Byzantine saint and hegumenia (fl. 9th century)

Saint Irene of Cappadocia (fl. 9th century), also known as Irene the Righteous of Chrysovalantou and Irene of Chrysovolantou, was a Byzantine hegumenia. Her feast day is celebrated on July 28 in the Eastern Orthodox liturgical calendar.

== Life ==
Saint Irene was born in Cappadocia in the Byzantine Empire to a wealthy family who held posts in the imperial court and were influential in Constantinople. She was considered as a prospective bride for the Emperor Michael III (842–867) due to her beauty and virtue, but chose instead to enter the monastery of Chrysovolantou as a young woman, aged about twenty. Irene had a sister who became the wife Emperor Michael's maternal uncle Bardas (brother of Michael's mother Empress Theodora).

Irene was inspired to join the monastery of Chrysovolantou after receiving the blessing of the hermit Saint Ioannikios the Great, who told her: "welcome servant of God, Irene. Go to the capital and rejoice for the Convent of Chrysovalantou needs you to shepherd her virgins."

Irene was known for her piety and feats of asceticism and was reputed to have asked to be assigned to clean toilets on her entry to religious life, despite her wealthy background. As a novice, she attained to the practice of Saint Arsenius the Great. She rose to become hegumenia, elevated by the wishes of the previous abbess and Methodius I of Constantinople, the Ecumenical Patriarch of Constantinople.

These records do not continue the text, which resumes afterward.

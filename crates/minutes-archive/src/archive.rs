// Copyright (C) 2025 SyncMyOrders Sp. z o.o.
// SPDX-License-Identifier: AGPL-3.0-or-later
//! Document archive adapter.
//!
//! Every call is a `POST {api_url}/archive` with a `{service, method, parameter}`
//! envelope and a bearer token.

use async_trait::async_trait;
use reqwest::Client;
use serde_json::{Map, Value, json};
use tracing::{info, warn};

use minutes_archive_core::collaborators::{
    ArchiveService, CaseRecord, CaseRequest, DocumentFile, DocumentRequest, FiledDocument, RemoteResult,
};
use minutes_archive_core::config::Responsible;
use minutes_archive_core::error::RemoteError;

use crate::config::ArchiveApiSettings;
use crate::http::{int_field, send_json, str_field};

/// Case statuses that accept new documents.
pub const OPEN_CASE_STATUSES: &[&str] = &["Under behandling", "Reservert"];

/// Document status codes of journaled or archived documents.
pub const FILED_DOCUMENT_STATUS_CODES: &[&str] = &["J", "A"];

/// File formats the archive accepts.
pub const VALID_FILE_EXTENSIONS: &[&str] = &[
    "PDF", "DOC", "DOCX", "XLS", "XLSX", "PPT", "PPTX", "TXT", "RTF", "JPG", "JPEG", "PNG", "GIF",
    "TIF", "TIFF", "MSG", "EML", "HTML", "HTM", "XML", "CSV", "ODT", "ODS", "ODP", "ZIP",
];

/// Format sent for files with an extension outside [`VALID_FILE_EXTENSIONS`].
pub const UNKNOWN_FILE_FORMAT: &str = "UF";

pub const DEFAULT_DOCUMENT_ACCESS_CODE: &str = "U";
pub const DEFAULT_DOCUMENT_PARAGRAPH: &str = "";

const CASE_ARCHIVE_CODE: &str = "035";
const CASE_ARCHIVE_TYPE: &str = "FELLESKLASSE PRINSIPP";

/// Archive format of a file extension.
pub fn file_format(extension: &str) -> Option<&'static str> {
    VALID_FILE_EXTENSIONS
        .iter()
        .copied()
        .find(|valid| valid.eq_ignore_ascii_case(extension))
}

fn insert_responsible(parameter: &mut Map<String, Value>, responsible: &Responsible) {
    match responsible {
        Responsible::PersonEmail(email) => {
            parameter.insert("ResponsiblePersonEmail".into(), json!(email));
        }
        Responsible::EnterpriseRecno(recno) => {
            parameter.insert("ResponsibleEnterpriseRecno".into(), json!(recno));
        }
    }
}

fn insert_optional(parameter: &mut Map<String, Value>, key: &str, value: &Option<String>) {
    if let Some(value) = value {
        parameter.insert(key.into(), json!(value));
    }
}

/// The main document keeps an archival version; attachments are converted
/// by the archive when they are PDF and left to its format table otherwise.
fn file_entry(file: &DocumentFile, main: bool) -> Value {
    if main {
        return json!({
            "Base64Data": file.base64,
            "Format": "PDF",
            "Status": "F",
            "Title": file.title,
            "VersionFormat": "A",
        });
    }
    let format = file_format(&file.extension).unwrap_or_else(|| {
        warn!(
            file = %file.title,
            extension = %file.extension,
            format = UNKNOWN_FILE_FORMAT,
            "Attachment extension is not accepted by the archive, using unknown format"
        );
        UNKNOWN_FILE_FORMAT
    });
    let version_format = if file.extension.eq_ignore_ascii_case("pdf") {
        json!("P")
    } else {
        Value::Null
    };
    json!({
        "Base64Data": file.base64,
        "Format": format,
        "Status": "F",
        "Title": file.title,
        "VersionFormat": version_format,
    })
}

/// `CreateCase` parameter.
pub fn create_case_parameter(request: &CaseRequest, external_id_type: &str) -> Value {
    let mut parameter = Map::new();
    parameter.insert("CaseType".into(), json!("Sak"));
    parameter.insert("Title".into(), json!(request.title));
    parameter.insert("Status".into(), json!("B"));
    parameter.insert(
        "ExternalId".into(),
        json!({ "Id": request.external_id, "Type": external_id_type }),
    );
    parameter.insert(
        "ArchiveCodes".into(),
        json!([{ "ArchiveCode": CASE_ARCHIVE_CODE, "ArchiveType": CASE_ARCHIVE_TYPE, "Sort": 1 }]),
    );
    insert_optional(&mut parameter, "AccessCode", &request.access_code);
    insert_optional(&mut parameter, "AccessGroup", &request.access_group);
    insert_optional(&mut parameter, "Paragraph", &request.paragraph);
    insert_responsible(&mut parameter, &request.responsible);
    Value::Object(parameter)
}

/// `CreateDocument` parameter. The first file is the main document.
pub fn create_document_parameter(request: &DocumentRequest) -> Value {
    let files: Vec<Value> = request
        .files
        .iter()
        .enumerate()
        .map(|(index, file)| file_entry(file, index == 0))
        .collect();

    let mut parameter = Map::new();
    parameter.insert(
        "AccessCode".into(),
        json!(
            request
                .access_code
                .as_deref()
                .unwrap_or(DEFAULT_DOCUMENT_ACCESS_CODE)
        ),
    );
    parameter.insert("AccessGroup".into(), json!(request.access_group));
    parameter.insert(
        "Paragraph".into(),
        json!(
            request
                .paragraph
                .as_deref()
                .unwrap_or(DEFAULT_DOCUMENT_PARAGRAPH)
        ),
    );
    parameter.insert("Archive".into(), json!("Saksdokument"));
    parameter.insert("CaseNumber".into(), json!(request.case_number));
    parameter.insert("Category".into(), json!("Internt notat uten oppfølging"));
    parameter.insert("DocumentDate".into(), json!(request.document_date));
    parameter.insert("Files".into(), Value::Array(files));
    parameter.insert("Status".into(), json!("J"));
    parameter.insert("Title".into(), json!(request.title));
    parameter.insert("UnofficialTitle".into(), json!(request.title));
    insert_responsible(&mut parameter, &request.responsible);
    Value::Object(parameter)
}

/// Archive API client.
#[derive(Clone)]
pub struct ArchiveClient {
    http: Client,
    settings: ArchiveApiSettings,
}

impl ArchiveClient {
    pub fn new(http: Client, settings: ArchiveApiSettings) -> Self {
        Self { http, settings }
    }

    async fn call(&self, service: &str, method: &str, parameter: Value) -> RemoteResult<Value> {
        let request = self
            .http
            .post(format!("{}/archive", self.settings.api_url))
            .bearer_auth(&self.settings.access_token)
            .json(&json!({ "service": service, "method": method, "parameter": parameter }));
        send_json(request).await
    }

    async fn call_list(&self, service: &str, method: &str, parameter: Value) -> RemoteResult<Vec<Value>> {
        match self.call(service, method, parameter).await? {
            Value::Array(entries) => Ok(entries),
            other => Err(RemoteError::UnexpectedResponse(format!(
                "{method}: expected an array, got {other}"
            ))),
        }
    }
}

#[async_trait]
impl ArchiveService for ArchiveClient {
    async fn find_or_create_case(&self, request: &CaseRequest) -> RemoteResult<CaseRecord> {
        let external_id = json!({
            "Id": request.external_id,
            "Type": self.settings.case_external_id_type,
        });
        let cases = self
            .call_list("CaseService", "GetCases", json!({ "ExternalId": external_id }))
            .await?;

        let open: Vec<&Value> = cases
            .iter()
            .filter(|case| {
                case.get("Status")
                    .and_then(Value::as_str)
                    .is_some_and(|status| OPEN_CASE_STATUSES.contains(&status))
            })
            .collect();
        if open.len() > 1 {
            warn!(
                external_id = %request.external_id,
                count = open.len(),
                "Several open cases share the external id, using the first"
            );
        }
        if let Some(case) = open.first() {
            let record = CaseRecord {
                recno: int_field(case, "Recno", "GetCases")?,
                case_number: str_field(case, "CaseNumber", "GetCases")?,
                created: false,
            };
            info!(external_id = %request.external_id, case_number = %record.case_number, "Found open case");
            return Ok(record);
        }

        let created = self
            .call(
                "CaseService",
                "CreateCase",
                create_case_parameter(request, &self.settings.case_external_id_type),
            )
            .await?;
        let record = CaseRecord {
            recno: int_field(&created, "Recno", "CreateCase")?,
            case_number: str_field(&created, "CaseNumber", "CreateCase")?,
            created: true,
        };
        info!(external_id = %request.external_id, case_number = %record.case_number, "Created case");
        Ok(record)
    }

    async fn count_filed_documents(&self, title: &str, case_number: &str) -> RemoteResult<usize> {
        let documents = self
            .call_list(
                "DocumentService",
                "GetDocuments",
                json!({ "Title": title, "CaseNumber": case_number }),
            )
            .await?;
        Ok(documents
            .iter()
            .filter(|document| {
                let filed = document
                    .get("StatusCode")
                    .and_then(Value::as_str)
                    .is_some_and(|code| FILED_DOCUMENT_STATUS_CODES.contains(&code));
                let same_case = document.get("CaseNumber").and_then(Value::as_str) == Some(case_number);
                filed && same_case
            })
            .count())
    }

    async fn file_document(&self, request: &DocumentRequest) -> RemoteResult<FiledDocument> {
        let created = self
            .call("DocumentService", "CreateDocument", create_document_parameter(request))
            .await?;
        Ok(FiledDocument {
            recno: int_field(&created, "Recno", "CreateDocument")?,
            document_number: str_field(&created, "DocumentNumber", "CreateDocument")?,
        })
    }
}
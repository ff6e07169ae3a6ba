// Copyright (C) 2025 SyncMyOrders Sp. z o.o.
// SPDX-License-Identifier: AGPL-3.0-or-later
//! Graph and SharePoint adapter against a mock server.

use std::time::Duration;

use chrono::{TimeZone, Utc};
use serde_json::json;
use wiremock::matchers::{body_partial_json, header, method, path, path_regex, query_param};
use wiremock::{Mock, MockServer, ResponseTemplate};

use minutes_archive::config::GraphSettings;
use minutes_archive::graph::{GraphClient, ready_filter};
use minutes_archive::http::build_client;
use minutes_archive_core::batch::{BatchMethod, BatchRequest, BatchTransport};
use minutes_archive_core::collaborators::{AttachmentRef, ListSource};
use minutes_archive_core::config::ListLocator;
use minutes_archive_core::error::RemoteError;
use minutes_archive_core::model::ListInfo;

const LIST_URL: &str = "https://contoso.sharepoint.com/sites/SMART/Lists/Sakliste";

fn client(server: &MockServer) -> GraphClient {
    GraphClient::new(
        build_client(Duration::from_secs(5)).unwrap(),
        GraphSettings {
            api_url: server.uri(),
            access_token: "graph-token".to_string(),
            sharepoint_url: server.uri(),
            sharepoint_access_token: "sp-token".to_string(),
        },
    )
}

fn list_info() -> ListInfo {
    ListInfo {
        site_id: "site-1".to_string(),
        site_name: "SMART".to_string(),
        list_id: "list-1".to_string(),
        list_name: "Sakliste".to_string(),
        list_display_name: "Sakliste".to_string(),
        list_url: LIST_URL.to_string(),
    }
}

#[tokio::test]
async fn test_resolve_list_matches_web_url() {
    let server = MockServer::start().await;

    Mock::given(method("GET"))
        .and(path("/sites/contoso.sharepoint.com:/sites/SMART:/lists"))
        .and(header("Authorization", "Bearer graph-token"))
        .respond_with(ResponseTemplate::new(200).set_body_json(json!({
            "value": [
                {
                    "id": "list-0",
                    "name": "Dokumenter",
                    "displayName": "Dokumenter",
                    "webUrl": "https://contoso.sharepoint.com/sites/SMART/Shared%20Documents",
                    "parentReference": {"siteId": "site-1"}
                },
                {
                    "id": "list-1",
                    "name": "Sakliste",
                    "displayName": "Sakliste",
                    "webUrl": "https://contoso.sharepoint.com/sites/SMART/Lists/Sakliste",
                    "parentReference": {"siteId": "site-1"}
                }
            ]
        })))
        .mount(&server)
        .await;

    let locator = ListLocator::parse("https://contoso.sharepoint.com/sites/SMART/lists/sakliste").unwrap();
    let info = client(&server).resolve_list(&locator).await.unwrap();
    assert_eq!(info.list_id, "list-1");
    assert_eq!(info.site_id, "site-1");
    assert_eq!(info.site_name, "SMART");
    assert_eq!(info.list_display_name, "Sakliste");
    assert!(info.is_complete());
}

#[tokio::test]
async fn test_resolve_list_not_found() {
    let server = MockServer::start().await;

    Mock::given(method("GET"))
        .and(path("/sites/contoso.sharepoint.com:/sites/SMART:/lists"))
        .respond_with(ResponseTemplate::new(200).set_body_json(json!({"value": []})))
        .mount(&server)
        .await;

    let locator = ListLocator::parse(LIST_URL).unwrap();
    let err = client(&server).resolve_list(&locator).await.unwrap_err();
    assert!(matches!(err, RemoteError::UnexpectedResponse(_)));
}

#[tokio::test]
async fn test_candidates_follow_next_link() {
    let server = MockServer::start().await;
    let ready_before = Utc.with_ymd_and_hms(2025, 1, 25, 12, 0, 0).unwrap();

    Mock::given(method("GET"))
        .and(path("/sites/site-1/lists/list-1/items"))
        .and(query_param("$filter", ready_filter(ready_before)))
        .and(query_param("$select", "id,fields"))
        .and(header("Prefer", "HonorNonIndexedQueriesWarningMayFailRandomly"))
        .respond_with(ResponseTemplate::new(200).set_body_json(json!({
            "value": [{"id": "1", "fields": {"Title": "Budsjett"}}],
            "@odata.nextLink": format!("{}/items-page-2", server.uri())
        })))
        .expect(1)
        .mount(&server)
        .await;

    Mock::given(method("GET"))
        .and(path("/items-page-2"))
        .and(header("Prefer", "HonorNonIndexedQueriesWarningMayFailRandomly"))
        .respond_with(ResponseTemplate::new(200).set_body_json(json!({
            "value": [{"id": "2", "@odata.etag": "\"abc,1\"", "fields": {"Title": "Referater"}}]
        })))
        .expect(1)
        .mount(&server)
        .await;

    let items = client(&server)
        .list_ready_candidates(&list_info(), ready_before)
        .await
        .unwrap();
    let ids: Vec<&str> = items.iter().map(|item| item.id.as_str()).collect();
    assert_eq!(ids, vec!["1", "2"]);
    assert_eq!(items[1].fields["Title"], json!("Referater"));
}

#[tokio::test]
async fn test_error_status_keeps_body() {
    let server = MockServer::start().await;

    Mock::given(method("GET"))
        .and(path("/sites/site-1/lists/list-1/items"))
        .respond_with(ResponseTemplate::new(429).set_body_json(json!({
            "error": {"code": "TooManyRequests"}
        })))
        .mount(&server)
        .await;

    let err = client(&server)
        .list_ready_candidates(&list_info(), Utc::now())
        .await
        .unwrap_err();
    match err {
        RemoteError::Status { status, body } => {
            assert_eq!(status, 429);
            assert_eq!(body["error"]["code"], "TooManyRequests");
        }
        other => panic!("unexpected error: {other}"),
    }
}

#[tokio::test]
async fn test_list_and_fetch_attachments() {
    let server = MockServer::start().await;
    let uri = format!(
        "{}/sites/SMART/_api/Web/Lists(guid'list-1')/Items(2)/AttachmentFiles('budsjett.xlsx')",
        server.uri()
    );

    Mock::given(method("GET"))
        .and(path("/sites/SMART/_api/web/lists(guid'list-1')/items(2)/AttachmentFiles"))
        .and(header("Accept", "application/json;odata=verbose"))
        .and(header("Authorization", "Bearer sp-token"))
        .respond_with(ResponseTemplate::new(200).set_body_json(json!({
            "d": {"results": [{"__metadata": {"uri": uri}, "FileName": "budsjett.xlsx"}]}
        })))
        .mount(&server)
        .await;

    Mock::given(method("GET"))
        .and(path_regex(r"/AttachmentFiles\('budsjett\.xlsx'\)/\$value$"))
        .and(header("Authorization", "Bearer sp-token"))
        .respond_with(ResponseTemplate::new(200).set_body_bytes(b"xlsx-bytes".to_vec()))
        .mount(&server)
        .await;

    let graph = client(&server);
    let attachments = graph.list_attachments(&list_info(), "2").await.unwrap();
    assert_eq!(
        attachments,
        vec![AttachmentRef {
            uri: uri.clone(),
            name: "budsjett.xlsx".to_string()
        }]
    );

    let bytes = graph.fetch_attachment(&attachments[0]).await.unwrap();
    assert_eq!(bytes, b"xlsx-bytes");
}

#[tokio::test]
async fn test_attachment_outside_sharepoint_is_refused() {
    let server = MockServer::start().await;
    let attachment = AttachmentRef {
        uri: "https://elsewhere.example.com/sites/SMART/file".to_string(),
        name: "file.pdf".to_string(),
    };
    let err = client(&server).fetch_attachment(&attachment).await.unwrap_err();
    assert!(matches!(err, RemoteError::UnexpectedResponse(_)));
    assert!(server.received_requests().await.unwrap_or_default().is_empty());
}

#[tokio::test]
async fn test_non_numeric_item_id_is_refused() {
    let server = MockServer::start().await;
    let err = client(&server)
        .list_attachments(&list_info(), "2)/../x")
        .await
        .unwrap_err();
    assert!(matches!(err, RemoteError::UnexpectedResponse(_)));
}

#[tokio::test]
async fn test_submit_batch() {
    let server = MockServer::start().await;

    Mock::given(method("POST"))
        .and(path("/$batch"))
        .and(header("Authorization", "Bearer graph-token"))
        .and(body_partial_json(json!({
            "requests": [{
                "id": "0",
                "method": "PATCH",
                "url": "/sites/site-1/lists/list-1/items/7/fields",
                "body": {"smart_DokumentNummer": "25/00001-3"}
            }]
        })))
        .respond_with(ResponseTemplate::new(200).set_body_json(json!({
            "responses": [{"id": "0", "status": 200, "body": {"id": "7"}}]
        })))
        .expect(1)
        .mount(&server)
        .await;

    let responses = client(&server)
        .submit(&[BatchRequest {
            id: "0".to_string(),
            reference_id: "7".to_string(),
            method: BatchMethod::Patch,
            url: "/sites/site-1/lists/list-1/items/7/fields".to_string(),
            body: Some(json!({"smart_DokumentNummer": "25/00001-3"})),
            headers: None,
        }])
        .await
        .unwrap();
    assert_eq!(responses.len(), 1);
    assert!(responses[0].is_success());
    assert_eq!(responses[0].body["id"], "7");

    let received = server.received_requests().await.unwrap();
    let sent: serde_json::Value = received[0].body_json().unwrap();
    assert!(sent["requests"][0].get("referenceId").is_none());
}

During a celebration of the feast day of Saint Basil of Caesarea, Irene heard Basil's voice instructing her to eat the fruit that would be given to her by a sailor. A sailor came and explained that when he was sailing by the Patmos island, Saint John the Evangelist appeared to him, walked over water to his boat and instructed him to gift Irene three apples that would give her a taste of Paradise. She fasted for a week, then ate only the apples for forty days.

Irene was said to have lived until she was aged 101, and had foretold of her death.

== Veneration ==
Irene's feast day is celebrated on July 28 in the Eastern Orthodox liturgical calendar. She is patron saint of the Saint Irene of Chrysovalantou Greek Orthodox Church in Washington Township, Macomb County, Michigan, United States.